= Data records =
⁂
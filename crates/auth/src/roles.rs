use std::borrow::Cow;

use serde::{Deserialize, Serialize};

/// Role identifier used for the request-layer gate.
///
/// Roles are opaque strings at this layer; mapping roles to permissions is
/// done by the caller/policy layer. The system ships with two well-known
/// roles, `staff` and `admin`.
#[derive(Debug, Clone, PartialEq, Eq, Hash, Serialize, Deserialize)]
#[serde(transparent)]
pub struct Role(Cow<'static, str>);

impl Role {
    pub fn new(name: impl Into<Cow<'static, str>>) -> Self {
        Self(name.into())
    }

    /// The read/record role.
    pub fn staff() -> Self {
        Self(Cow::Borrowed("staff"))
    }

    /// The role allowed to update, delete and reverse.
    pub fn admin() -> Self {
        Self(Cow::Borrowed("admin"))
    }

    pub fn as_str(&self) -> &str {
        &self.0
    }
}

impl core::fmt::Display for Role {
    fn fmt(&self, f: &mut core::fmt::Formatter<'_>) -> core::fmt::Result {
        f.write_str(&self.0)
    }
}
⁂
= WHAT YOU ARE ASKED TO DO =
Copying begins at the line that holds "the request-layer gate." and ends at the last line of the data above, with both included and each line kept exactly.

= RESULT FOR THIS TASK =
/// Role identifier used for the request-layer gate.
///
/// Roles are opaque strings at this layer; mapping roles to permissions is
/// done by the caller/policy layer. The system ships with two well-known
/// roles, `staff` and `admin`.
#[derive(Debug, Clone, PartialEq, Eq, Hash, Serialize, Deserialize)]
#[serde(transparent)]
pub struct Role(Cow<'static, str>);

impl Role {
    pub fn new(name: impl Into<Cow<'static, str>>) -> Self {
        Self(name.into())
    }

    /// The read/record role.
    pub fn staff() -> Self {
        Self(Cow::Borrowed("staff"))
    }

    /// The role allowed to update, delete and reverse.
    pub fn admin() -> Self {
        Self(Cow::Borrowed("admin"))
    }

    pub fn as_str(&self) -> &str {
        &self.0
    }
}

impl core::fmt::Display for Role {
    fn fmt(&self, f: &mut core::fmt::Formatter<'_>) -> core::fmt::Result {
        f.write_str(&self.0)
    }
}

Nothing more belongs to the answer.